Thunderlip - Thunderlip (Cover Artwork)
Staff Review


Thunderlip (2005)


For the most part, I find southern rock to be far more obnoxious than redeeming. I'm all for a fighting spirit and healthy amount of attitude in the music I listen to, but it seems a lot of bands fitting that profile take style and swagger over substance. It's not so simple this time around, though, as Thunderlip draws as much from Iggy Pop as they do Lynyrd Skynyrd.

This puts Thunderlip in quite the interesting position. Which side of the music is going to come across as the dominant one?

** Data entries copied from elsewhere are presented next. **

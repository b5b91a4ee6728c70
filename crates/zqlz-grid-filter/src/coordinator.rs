//! Filter coordinator
//!
//! One coordinator per grid. It runs as a task on the Tokio runtime that
//! exclusively owns every [`ColumnFilter`] and the debounce deadline, so all
//! mutation and all publishing happen on a single execution context. The
//! grid talks to it through a cloneable [`FilterHandle`] that queues
//! [`FilterEvent`]s.
//!
//! Edits use a trailing-edge debounce: each edit that changes a value pushes
//! the deadline to `now + evaluation_delay`, and only when the deadline
//! passes with no further edits is a fresh [`CombinedPredicate`] built and
//! handed to the [`RowCollectionOwner`].
//!
//! ```rust,ignore
//! let rows = Arc::new(FilteredRows::new(rows));
//! let coordinator = FilterCoordinator::spawn(FilterConfig::default(), rows.clone())?;
//! let filters = coordinator.handle();
//!
//! filters.register_column(name_column, None)?;
//! filters.register_column(active_column, Some(Arc::new(BooleanFilterFactory)))?;
//! filters.set_filter_value(name_column, "jo")?;
//! ```

use std::sync::Arc;
use std::time::Duration;

use indexmap::IndexMap;
use tokio::sync::{mpsc, oneshot};
use tokio::task::JoinHandle;
use tokio::time::Instant;

use crate::column_filter::{ColumnFilter, FilterUpdate};
use crate::config::{validate_delay, FilterConfig, MAX_EVALUATION_DELAY};
use crate::content_filter::SharedFactory;
use crate::error::{GridFilterError, Result};
use crate::evaluator::{CombinedPredicate, FilterEvaluator};
use crate::events::{ColumnStatus, CoordinatorState, CoordinatorStatus, FilterEvent};
use crate::owner::{FilterDiagnostic, RowCollectionOwner};
use crate::types::{ColumnKey, FilterValue};

enum Command {
    Event(FilterEvent),
    Status(oneshot::Sender<CoordinatorStatus>),
    Shutdown(oneshot::Sender<()>),
}

/// Sends grid notifications to a running [`FilterCoordinator`].
///
/// Every method only enqueues; effects are applied on the coordinator's task
/// in call order. Calls fail with [`GridFilterError::CoordinatorClosed`] once
/// the coordinator is gone.
#[derive(Clone)]
pub struct FilterHandle {
    commands: mpsc::UnboundedSender<Command>,
}

impl FilterHandle {
    pub fn send(&self, event: FilterEvent) -> Result<()> {
        self.commands
            .send(Command::Event(event))
            .map_err(|_| GridFilterError::CoordinatorClosed)
    }

    /// Register a column, or swap the factory of an already registered one.
    /// `None` uses the coordinator's default factory.
    pub fn register_column(&self, column: ColumnKey, factory: Option<SharedFactory>) -> Result<()> {
        self.send(FilterEvent::ColumnAdded { column, factory })
    }

    pub fn unregister_column(&self, column: ColumnKey) -> Result<()> {
        self.send(FilterEvent::ColumnRemoved { column })
    }

    pub fn set_filter_value(&self, column: ColumnKey, value: impl Into<FilterValue>) -> Result<()> {
        self.send(FilterEvent::FilterValueEdited {
            column,
            value: value.into(),
        })
    }

    pub fn set_column_enabled(&self, column: ColumnKey, enabled: bool) -> Result<()> {
        self.send(FilterEvent::ColumnEnabled { column, enabled })
    }

    pub fn set_enabled(&self, enabled: bool) -> Result<()> {
        self.send(FilterEvent::FilteringEnabled(enabled))
    }

    pub fn set_evaluation_delay(&self, delay: Duration) -> Result<()> {
        validate_delay(delay)?;
        self.send(FilterEvent::EvaluationDelayChanged(delay))
    }

    pub fn clear_filters(&self) -> Result<()> {
        self.send(FilterEvent::ClearFilters)
    }

    pub fn refresh(&self) -> Result<()> {
        self.send(FilterEvent::Refresh)
    }

    /// Snapshot of the coordinator's state after every previously sent event
    /// has been applied
    pub async fn status(&self) -> Result<CoordinatorStatus> {
        let (reply, response) = oneshot::channel();
        self.commands
            .send(Command::Status(reply))
            .map_err(|_| GridFilterError::CoordinatorClosed)?;
        response.await.map_err(|_| GridFilterError::CoordinatorClosed)
    }

    pub fn is_closed(&self) -> bool {
        self.commands.is_closed()
    }
}

impl std::fmt::Debug for FilterHandle {
    fn fmt(&self, f: &mut std::fmt::Formatter<'_>) -> std::fmt::Result {
        f.debug_struct("FilterHandle")
            .field("closed", &self.is_closed())
            .finish()
    }
}

/// Owns the coordinator task for one grid.
///
/// Dropping it aborts the task: a pending evaluation is discarded and
/// nothing is published afterwards.
pub struct FilterCoordinator {
    handle: FilterHandle,
    task: Option<JoinHandle<()>>,
}

impl FilterCoordinator {
    /// Start coordinating filters for a grid.
    ///
    /// Must be called from within a Tokio runtime. When `config.enabled` is
    /// set, the owner receives an initial predicate right away.
    pub fn spawn(config: FilterConfig, owner: Arc<dyn RowCollectionOwner>) -> Result<Self> {
        config.validate()?;

        let (commands, receiver) = mpsc::unbounded_channel();
        let worker = CoordinatorTask::new(config, owner);
        let task = tokio::spawn(worker.run(receiver));

        Ok(Self {
            handle: FilterHandle { commands },
            task: Some(task),
        })
    }

    pub fn handle(&self) -> FilterHandle {
        self.handle.clone()
    }

    /// Stop the coordinator and wait for its task to finish. A pending
    /// evaluation is dropped without publishing.
    pub async fn shutdown(mut self) -> Result<()> {
        let (ack, acked) = oneshot::channel();
        if self.handle.commands.send(Command::Shutdown(ack)).is_ok() {
            let _ = acked.await;
        }

        if let Some(task) = self.task.take() {
            if let Err(err) = task.await {
                tracing::warn!("Filter coordinator task ended abnormally: {}", err);
            }
        }
        Ok(())
    }
}

impl Drop for FilterCoordinator {
    fn drop(&mut self) {
        if let Some(task) = self.task.take() {
            task.abort();
        }
    }
}

impl std::fmt::Debug for FilterCoordinator {
    fn fmt(&self, f: &mut std::fmt::Formatter<'_>) -> std::fmt::Result {
        f.debug_struct("FilterCoordinator")
            .field("running", &self.task.as_ref().is_some_and(|task| !task.is_finished()))
            .finish()
    }
}

/// State living on the coordinator task
struct CoordinatorTask {
    columns: IndexMap<ColumnKey, ColumnFilter>,
    owner: Arc<dyn RowCollectionOwner>,
    default_factory: SharedFactory,
    enabled: bool,
    evaluation_delay: Duration,
    deadline: Option<Instant>,
}

impl CoordinatorTask {
    fn new(config: FilterConfig, owner: Arc<dyn RowCollectionOwner>) -> Self {
        Self {
            columns: IndexMap::new(),
            owner,
            default_factory: config.default_factory,
            enabled: config.enabled,
            evaluation_delay: config.evaluation_delay,
            deadline: None,
        }
    }

    async fn run(mut self, mut commands: mpsc::UnboundedReceiver<Command>) {
        tracing::debug!(enabled = self.enabled, "Filter coordinator attached");
        if self.enabled {
            self.publish_now("attached");
        }

        loop {
            let deadline = self.deadline;

            tokio::select! {
                // Queued edits win over an expiring deadline so they can still extend it
                biased;

                command = commands.recv() => match command {
                    Some(Command::Event(event)) => self.handle_event(event),
                    Some(Command::Status(reply)) => {
                        let _ = reply.send(self.status());
                    }
                    Some(Command::Shutdown(ack)) => {
                        self.detach();
                        let _ = ack.send(());
                        break;
                    }
                    None => {
                        self.detach();
                        break;
                    }
                },

                _ = tokio::time::sleep_until(deadline.unwrap_or_else(Instant::now)), if deadline.is_some() => {
                    self.publish_now("debounce elapsed");
                }
            }
        }

        tracing::debug!("Filter coordinator stopped");
    }

    fn handle_event(&mut self, event: FilterEvent) {
        tracing::trace!(?event, "Filter event");

        match event {
            FilterEvent::ColumnAdded { column, factory } => self.register_column(column, factory),
            FilterEvent::ColumnRemoved { column } => self.unregister_column(column),
            FilterEvent::FilterValueEdited { column, value } => self.set_value(column, value),
            FilterEvent::ColumnEnabled { column, enabled } => {
                self.set_column_enabled(column, enabled)
            }
            FilterEvent::FilteringEnabled(enabled) => self.set_enabled(enabled),
            FilterEvent::EvaluationDelayChanged(delay) => self.set_evaluation_delay(delay),
            FilterEvent::ClearFilters => self.clear_filters(),
            FilterEvent::Refresh => {
                if self.enabled {
                    self.publish_now("refresh");
                }
            }
        }
    }

    fn register_column(&mut self, column: ColumnKey, factory: Option<SharedFactory>) {
        let factory = factory.unwrap_or_else(|| self.default_factory.clone());

        let (update, was_active, is_active, diagnostic) = match self.columns.get_mut(&column) {
            Some(existing) => {
                let was_active = existing.is_active();
                let update = existing.set_factory(factory);
                let diagnostic = factory_failure(existing, &update);
                (update, was_active, existing.is_active(), diagnostic)
            }
            None => {
                let mut filter = ColumnFilter::new(column, factory);
                // Some factories constrain even an empty value (e.g. "is null")
                let update = filter.rebuild();
                let diagnostic = factory_failure(&filter, &update);
                let is_active = filter.is_active();
                self.columns.insert(column, filter);
                (update, false, is_active, diagnostic)
            }
        };

        tracing::debug!(column = %column, ?update, "Filter column registered");
        if let Some(diagnostic) = diagnostic {
            self.report(diagnostic);
        }
        if was_active || is_active {
            self.schedule();
        }
    }

    fn unregister_column(&mut self, column: ColumnKey) {
        match self.columns.shift_remove(&column) {
            Some(removed) => {
                tracing::debug!(column = %column, active = removed.is_active(), "Filter column removed");
                if removed.is_active() {
                    self.schedule();
                }
            }
            None => tracing::debug!(column = %column, "Ignoring removal of unregistered column"),
        }
    }

    fn set_value(&mut self, column: ColumnKey, value: FilterValue) {
        let Some(filter) = self.columns.get_mut(&column) else {
            self.report(FilterDiagnostic::UnknownColumn { column });
            return;
        };

        let update = filter.set_value(value);
        let diagnostic = factory_failure(filter, &update);

        if let Some(diagnostic) = diagnostic {
            self.report(diagnostic);
        }
        if update.is_changed() {
            self.schedule();
        }
    }

    fn set_column_enabled(&mut self, column: ColumnKey, enabled: bool) {
        let Some(filter) = self.columns.get_mut(&column) else {
            self.report(FilterDiagnostic::UnknownColumn { column });
            return;
        };

        if filter.set_enabled(enabled) && filter.content_filter().is_some() {
            self.schedule();
        }
    }

    fn set_enabled(&mut self, enabled: bool) {
        if self.enabled == enabled {
            return;
        }
        self.enabled = enabled;

        if enabled {
            self.publish_now("enabled");
        } else {
            self.detach();
            self.owner
                .set_filter_predicate(CombinedPredicate::accept_all());
            tracing::debug!("Filtering disabled, published accept-all predicate");
        }
    }

    /// Only affects deadlines armed from now on
    fn set_evaluation_delay(&mut self, delay: Duration) {
        if validate_delay(delay).is_err() {
            self.report(FilterDiagnostic::InvalidEvaluationDelay {
                requested: delay,
                maximum: MAX_EVALUATION_DELAY,
            });
            return;
        }
        tracing::debug!(?delay, "Filter evaluation delay changed");
        self.evaluation_delay = delay;
    }

    fn clear_filters(&mut self) {
        let mut changed = false;
        let mut diagnostics = Vec::new();
        for filter in self.columns.values_mut() {
            let update = filter.set_value(FilterValue::Empty);
            diagnostics.extend(factory_failure(filter, &update));
            changed |= update.is_changed();
        }

        for diagnostic in diagnostics {
            self.report(diagnostic);
        }
        if changed && self.enabled {
            self.publish_now("filters cleared");
        }
    }

    /// Arm (or push back) the debounce deadline
    fn schedule(&mut self) {
        if !self.enabled {
            return;
        }
        match Instant::now().checked_add(self.evaluation_delay) {
            Some(deadline) => {
                tracing::trace!(delay = ?self.evaluation_delay, "Filter evaluation scheduled");
                self.deadline = Some(deadline);
            }
            None => {
                tracing::warn!(delay = ?self.evaluation_delay, "Evaluation delay overflows the clock");
                self.publish_now("delay overflow");
            }
        }
    }

    /// Drop any pending evaluation
    fn detach(&mut self) {
        if self.deadline.take().is_some() {
            tracing::debug!("Cancelled pending filter evaluation");
        }
    }

    fn publish_now(&mut self, reason: &'static str) {
        self.deadline = None;
        let predicate = FilterEvaluator::snapshot(self.columns.values());
        tracing::debug!(
            reason,
            active_columns = predicate.active_columns().count(),
            "Publishing filter predicate"
        );
        self.owner.set_filter_predicate(predicate);
    }

    fn report(&self, diagnostic: FilterDiagnostic) {
        tracing::debug!(%diagnostic, "Reporting filter diagnostic");
        self.owner.report_diagnostic(diagnostic);
    }

    fn state(&self) -> CoordinatorState {
        if !self.enabled {
            CoordinatorState::Disabled
        } else if self.deadline.is_some() {
            CoordinatorState::PendingEvaluation
        } else {
            CoordinatorState::Idle
        }
    }

    fn status(&self) -> CoordinatorStatus {
        CoordinatorStatus {
            state: self.state(),
            evaluation_delay: self.evaluation_delay,
            columns: self
                .columns
                .values()
                .map(|filter| ColumnStatus {
                    column: filter.key(),
                    value: filter.value().clone(),
                    factory: filter.factory().name().to_string(),
                    enabled: filter.is_enabled(),
                    active: filter.is_active(),
                })
                .collect(),
        }
    }
}

fn factory_failure(filter: &ColumnFilter, update: &FilterUpdate) -> Option<FilterDiagnostic> {
    match update {
        FilterUpdate::FailedOpen(err) => Some(FilterDiagnostic::FactoryFailed {
            column: filter.key(),
            factory: filter.factory().name().to_string(),
            value: filter.value().clone(),
            message: err.to_string(),
        }),
        _ => None,
    }
}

The annoying side, apparently. I don't know what it is, but for the absolute life of me, I cannot tolerate the vocals of Chuck Krueger or James Yopp. The singing just really grates on my nerves, and it just sounds like a lot of off-key wailing for no other purpose other than to project an attitude. It's almost like Krueger doesn't sing, he flaunts. Yopp fares a little better, and you can immediately tell which tracks he's doing the singing on, as they evoke more of a traditional punk feel than any of the other songs. What keeps it from having any more resemblance to punk are the over-the-top lyrics about getting laid and leather pants. I've never been one to demand a real poetic nature, or something socially or politically insightful from some of the bands I listen to, but a little effort would go a long way for these guys.

They might not impress in the vocal category but, no, nevermind, they really don't impress in a musical sense either. The basic riffing is nothing to rave over, but the band does change it up on occasion with some solid soloing or a good change of pace. "Damnation" is a rollicking four-minute adventure that, through several changes of pace and playing styles, manages to stay relatively interesting. The solo towards the end is also one of the better moments to be found, but the vocals come back in before long to really kill things off.

This album has its ups and downs like any other, but this is simply not an album that anyone's going to remember in two weeks time. A decent concept and execution to match are ultimately dragged down by vocals that for me, do nothing but deter from what could have been.